Can you generate surrogate keys in TSQL?
Posted by thomasivarssonmalmo on November 22, 2007
In a good data warehouse design you substitute data source keys with surrogate keys. These keys are withoút any meaning and made by integers and in SQL Server you set the property "Is Identity" to get an auto incrementing generation of the surrogate keys. This is known and a prevailing practise when you build a data warehouse in SQL Server.
Now to the main story. Can you generate these surrogate keys without the identity property of an integer column?
If you search the web you will mostly be recommended to build this in SSIS(Integration Services) with a script component. Is there no way to do this this in TSQL and an Execute SQL Task?
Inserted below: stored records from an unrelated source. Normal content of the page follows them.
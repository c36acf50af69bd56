//! Embedding of several input graphs into one benchmark graph.
//!
//! The combined adjacency matrix is built in three passes over one owned
//! matrix, and a later pass always wins over an earlier one:
//!
//! 1. [`background_fill`]: every vertex pair becomes an edge with probability `p`.
//! 2. [`embed_blocks`]: every block is overwritten with an exact copy of its input graph.
//! 3. [`stitch_cliques`]: the maximum cliques of all blocks are joined into one clique.

use std::ops::Range;

use rand::Rng;
use rayon::prelude::*;
use serde::{Serialize, Deserialize};
use tracing::{debug, info};

use crate::clique::maximum_clique;
use crate::error::{Error, Result};
use crate::graph::*;

/// An input graph and the number of disjoint copies to embed.
#[derive(Clone, Debug)]
pub struct Component {
    pub graph: CompactMatrixGraph,
    pub multiplicity: usize,
}

#[derive(Clone, Debug)]
pub struct CompositionRequest {
    pub entries: Vec<Component>,
    pub background_probability: f64,
}

impl CompositionRequest {
    pub fn new(background_probability: f64) -> Self {
        CompositionRequest { entries: vec![], background_probability }
    }

    pub fn with(mut self, graph: CompactMatrixGraph, multiplicity: usize) -> Self {
        self.entries.push(Component { graph, multiplicity });
        return self;
    }

    /// vertex count of the combined graph; only meaningful once `validate` passed
    pub fn nnodes(&self) -> usize {
        self.entries.iter().map(|c| c.multiplicity * c.graph.nnodes()).sum()
    }

    /// vertex count of the combined graph, `Err` at the first input that overflows `usize`
    fn checked_nnodes(&self) -> Result<usize> {
        let mut total: usize = 0;
        for (index, c) in self.entries.iter().enumerate() {
            total = c.multiplicity.checked_mul(c.graph.nnodes())
                .and_then(|n| total.checked_add(n))
                .ok_or(Error::SizeOverflow { index })?;
        }
        return Ok(total);
    }

    pub fn validate(&self) -> Result<()> {
        let p = self.background_probability;
        if !(0.0..=1.0).contains(&p) {
            return Err(Error::InvalidProbability(p));
        }
        if self.entries.is_empty() {
            return Err(Error::EmptyRequest);
        }
        for (index, c) in self.entries.iter().enumerate() {
            if c.multiplicity == 0 {
                return Err(Error::ZeroMultiplicity { index });
            }
            c.graph.validate()?;
        }
        let nnodes = self.checked_nnodes()?;
        if Node::try_from(nnodes).is_err() {
            return Err(Error::TooLarge(nnodes));
        }
        Ok(())
    }
}

/// Copy `copy` of input `source`, placed at `offset..offset + len`.
#[derive(Clone, Copy, Debug, PartialEq, Eq, Serialize, Deserialize)]
pub struct Block {
    pub source: usize,
    pub copy: usize,
    pub offset: usize,
    pub len: usize,
}

impl Block {
    pub fn range(&self) -> Range<Node> {
        (self.offset as Node) .. ((self.offset + self.len) as Node)
    }

    /// combined-graph index of input vertex `v`
    pub fn global(&self, v: Node) -> Node {
        debug_assert!((v as usize) < self.len);
        self.offset as Node + v
    }
}

/// Contiguous blocks, all copies of input 0 first, then input 1, ...
/// ```
/// use evil_cliques::compose::*;
/// use evil_cliques::graph::*;
/// let request = CompositionRequest::new(0.5)
///     .with(CompactMatrixGraph::new_disconnected(3), 2)
///     .with(CompactMatrixGraph::new_disconnected(5), 1);
/// let offsets: Vec<usize> = layout(&request).iter().map(|b| b.offset).collect();
/// assert_eq!(offsets, vec![0, 3, 6]);
/// ```
pub fn layout(request: &CompositionRequest) -> Vec<Block> {
    let mut blocks = vec![];
    let mut n0 = 0;
    for (source, c) in request.entries.iter().enumerate() {
        let len = c.graph.nnodes();
        for copy in 0..c.multiplicity {
            blocks.push(Block { source, copy, offset: n0 + copy * len, len });
        }
        n0 += c.multiplicity * len;
    }
    return blocks;
}

#[derive(Clone, Debug)]
pub struct Composition {
    pub graph: CompactMatrixGraph,
    pub blocks: Vec<Block>,
    /// maximum clique of every input, in input coordinates
    pub input_cliques: Vec<Vec<Node>>,
    /// union of the block cliques, in combined coordinates
    pub clique: Vec<Node>,
}

impl Composition {
    pub fn clique_size(&self) -> usize {
        self.clique.len()
    }
}

/// independent coin flip with probability `p` for every unordered pair
pub fn background_fill<R: Rng>(graph: &mut CompactMatrixGraph, p: f64, rng: &mut R) {
    let n = graph.nnodes() as Node;
    for a in 0..n {
        for b in (a+1)..n {
            graph.set_edge(a, b, rng.gen_bool(p));
        }
    }
}

/// overwrites every block with its input graph, edges and non-edges alike
pub fn embed_blocks(graph: &mut CompactMatrixGraph, blocks: &[Block], entries: &[Component]) {
    for block in blocks {
        let input = &entries[block.source].graph;
        for a in input.iter_nodes() {
            for b in (a+1)..(block.len as Node) {
                graph.set_edge(block.global(a), block.global(b), input.has_edge(a, b));
            }
        }
    }
}

/// connects every clique vertex to the clique vertices of all other blocks
pub fn stitch_cliques(graph: &mut CompactMatrixGraph, block_cliques: &[Vec<Node>]) {
    for (i, ci) in block_cliques.iter().enumerate() {
        for cj in &block_cliques[i+1..] {
            for &a in ci {
                for &b in cj {
                    graph.add_edge(a, b);
                }
            }
        }
    }
}

pub fn compose<R: Rng>(request: &CompositionRequest, rng: &mut R) -> Result<Composition> {
    request.validate()?;
    let nnodes = request.nnodes();
    let blocks = layout(request);
    info!(nnodes, blocks = blocks.len(), p = request.background_probability, "composing");

    // inputs are disjoint, so their searches are independent
    let input_cliques: Vec<Vec<Node>> = request.entries.par_iter()
        .map(|c| maximum_clique(&c.graph))
        .collect();
    for (index, (c, clique)) in request.entries.iter().zip(&input_cliques).enumerate() {
        info!(input = index, nnodes = c.graph.nnodes(), clique = clique.len(), multiplicity = c.multiplicity, "input clique");
    }

    let block_cliques: Vec<Vec<Node>> = blocks.iter()
        .map(|b| input_cliques[b.source].iter().map(|&v| b.global(v)).collect())
        .collect();

    let mut graph = CompactMatrixGraph::new_disconnected(nnodes);
    background_fill(&mut graph, request.background_probability, rng);
    debug!(edges = graph.nedges(), "background filled");
    embed_blocks(&mut graph, &blocks, &request.entries);
    debug!(edges = graph.nedges(), "blocks embedded");
    stitch_cliques(&mut graph, &block_cliques);
    debug!(edges = graph.nedges(), "cliques stitched");

    let clique = block_cliques.concat();
    debug_assert!(graph.is_clique(&clique));
    return Ok(Composition { graph, blocks, input_cliques, clique });
}

#[cfg(test)]
mod tests {
    use super::*;
    use crate::fixtures;
    use proptest::prelude::*;
    use rand::SeedableRng;
    use rand_xoshiro::Xoshiro256StarStar;

    fn rng() -> Xoshiro256StarStar {
        Xoshiro256StarStar::seed_from_u64(42)
    }

    fn assert_blocks_faithful(request: &CompositionRequest, composition: &Composition) {
        for block in &composition.blocks {
            let vertices: Vec<Node> = block.range().collect();
            let sub = CompactMatrixGraph::subgraph(&composition.graph, &vertices);
            assert_eq!(sub, request.entries[block.source].graph);
        }
    }

    #[test]
    fn duplicated_k4_without_background() {
        let request = CompositionRequest::new(0.).with(CompactMatrixGraph::complete(4), 2);
        let c = compose(&request, &mut rng()).unwrap();
        assert_eq!(c.input_cliques, vec![vec![0, 1, 2, 3]]);
        assert_eq!(c.graph.nnodes(), 8);
        assert_eq!(c.clique_size(), 8);
        assert_eq!(c.graph, CompactMatrixGraph::complete(8));
    }

    #[test]
    fn two_triangles_full_background() {
        let request = CompositionRequest::new(1.)
            .with(CompactMatrixGraph::complete(3), 1)
            .with(CompactMatrixGraph::complete(3), 1);
        let c = compose(&request, &mut rng()).unwrap();
        assert_eq!(c.graph.nnodes(), 6);
        assert_eq!(c.graph.nedges(), 15);
        assert_eq!(c.clique_size(), 6);
    }

    #[test]
    fn zero_background_keeps_only_forced_edges() {
        let request = CompositionRequest::new(0.)
            .with(fixtures::gengraph(), 3)
            .with(fixtures::two_triangles(), 2);
        let c = compose(&request, &mut rng()).unwrap();
        assert_eq!(c.graph.nnodes(), 3 * 7 + 2 * 6);
        assert_eq!(c.clique_size(), 3 * 4 + 2 * 3);
        // 42 block edges plus 153 - 24 stitched pairs between different blocks
        assert_eq!(c.graph.nedges(), 42 + 129);
        assert_blocks_faithful(&request, &c);
    }

    #[test]
    fn blocks_override_background() {
        let request = CompositionRequest::new(0.9)
            .with(fixtures::gengraph(), 2)
            .with(CompactMatrixGraph::new_disconnected(5), 3);
        let c = compose(&request, &mut rng()).unwrap();
        assert_blocks_faithful(&request, &c);
        assert!(c.graph.is_clique(&c.clique));
        assert_eq!(c.clique_size(), 2 * 4 + 3);
        assert!(c.graph.validate().is_ok());
        assert_eq!(c.blocks[2], Block { source: 1, copy: 0, offset: 14, len: 5 });
    }

    #[test]
    fn same_seed_same_graph() {
        let request = CompositionRequest::new(0.5).with(fixtures::gengraph(), 4);
        let a = compose(&request, &mut rng()).unwrap();
        let b = compose(&request, &mut rng()).unwrap();
        assert_eq!(a.graph, b.graph);
    }

    #[test]
    fn rejects_bad_requests() {
        assert!(matches!(compose(&CompositionRequest::new(0.5), &mut rng()), Err(Error::EmptyRequest)));
        let zero = CompositionRequest::new(0.5)
            .with(CompactMatrixGraph::complete(2), 1)
            .with(CompactMatrixGraph::complete(2), 0);
        assert!(matches!(compose(&zero, &mut rng()), Err(Error::ZeroMultiplicity { index: 1 })));
        for p in [-0.1, 1.5, f64::NAN] {
            let bad = CompositionRequest::new(p).with(CompactMatrixGraph::complete(2), 1);
            assert!(matches!(compose(&bad, &mut rng()), Err(Error::InvalidProbability(_))));
        }
    }

    #[test]
    fn rejects_oversized_requests() {
        let huge = CompositionRequest::new(0.5).with(CompactMatrixGraph::complete(2), 1usize << 63);
        assert!(matches!(huge.validate(), Err(Error::SizeOverflow { index: 0 })));

        let sum_overflows = CompositionRequest::new(0.5)
            .with(CompactMatrixGraph::complete(2), usize::MAX / 2)
            .with(CompactMatrixGraph::complete(3), usize::MAX / 3);
        assert!(matches!(compose(&sum_overflows, &mut rng()), Err(Error::SizeOverflow { index: 1 })));

        let too_many_nodes = CompositionRequest::new(0.5).with(CompactMatrixGraph::complete(2), 1usize << 32);
        assert!(matches!(too_many_nodes.validate(), Err(Error::TooLarge(_))));
    }

    proptest! {
        #[test]
        fn composed_clique_is_sum_of_input_cliques(
            inputs in prop::collection::vec(
                (1usize..=8).prop_flat_map(|n| (
                    Just(n),
                    prop::collection::vec(any::<bool>(), n * (n - 1) / 2),
                    1usize..=3,
                )),
                1..=3,
            ),
            p in 0.0f64..=1.0,
            seed in any::<u64>(),
        ) {
            let mut request = CompositionRequest::new(p);
            for (n, mask, k) in &inputs {
                request = request.with(fixtures::from_pair_mask(*n, mask), *k);
            }
            let mut rng = Xoshiro256StarStar::seed_from_u64(seed);
            let c = compose(&request, &mut rng).unwrap();

            let expected: usize = request.entries.iter()
                .map(|e| e.multiplicity * maximum_clique(&e.graph).len())
                .sum();
            prop_assert_eq!(c.clique_size(), expected);
            prop_assert_eq!(c.graph.nnodes(), request.nnodes());
            prop_assert!(c.graph.is_clique(&c.clique));
            prop_assert!(c.graph.validate().is_ok());
            for block in &c.blocks {
                let vertices: Vec<Node> = block.range().collect();
                let sub = CompactMatrixGraph::subgraph(&c.graph, &vertices);
                prop_assert_eq!(&sub, &request.entries[block.source].graph);
            }
        }
    }
}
My businessproblem is that I have a source system that will supply members to a dimensions table. At the same time it is possible to generate new members in a separate application and the key of this dimension is not an identity column. When my SSIS package insert new members into this dimension I will have to know about the key values in advance in the dimension table.
After spending much time reading blogs of different SSIS gurus I opened a book, "Inside MS SQL Server 2005: TSQL Querying"(MSPress, Itzik Ben-Gan) and had a look at chapter 8 " Data Modification". On page 452 I found what I was looking for, Assignment Update.
This is my solution after reading that chapter.
Declare @i as int
Set @i = (Select Max(MyDimSurrogateKey) From MyDimensionTable)
Set @i = MyDimSurrogateKey = @i + 1
My update statement will first search for the highest value in the dimension key and assign that to the variable @i . After that it will update the dimension key in the stage table with the highest dimension key value plus one.
I am actually assigning the surrogate keys in my stage table for the dimension and doing the insert into the data warehouse dimension table after that.
It works if I have to insert several records or only one. It relies on that these surrogate keys have no real meaning and that this small script can always secure to insert the record with the highest key value.
Since integers can have large values I am not afraid of the Max strategy to get out of values.
I would like to hear comments about this and if there are some negative implications of this? In my business scenario it works.
Be aware of that it will only work with a data warehouse in SQL Server 2005. This is a TSQL extension.
Thank’s Itzik Ben-Gan!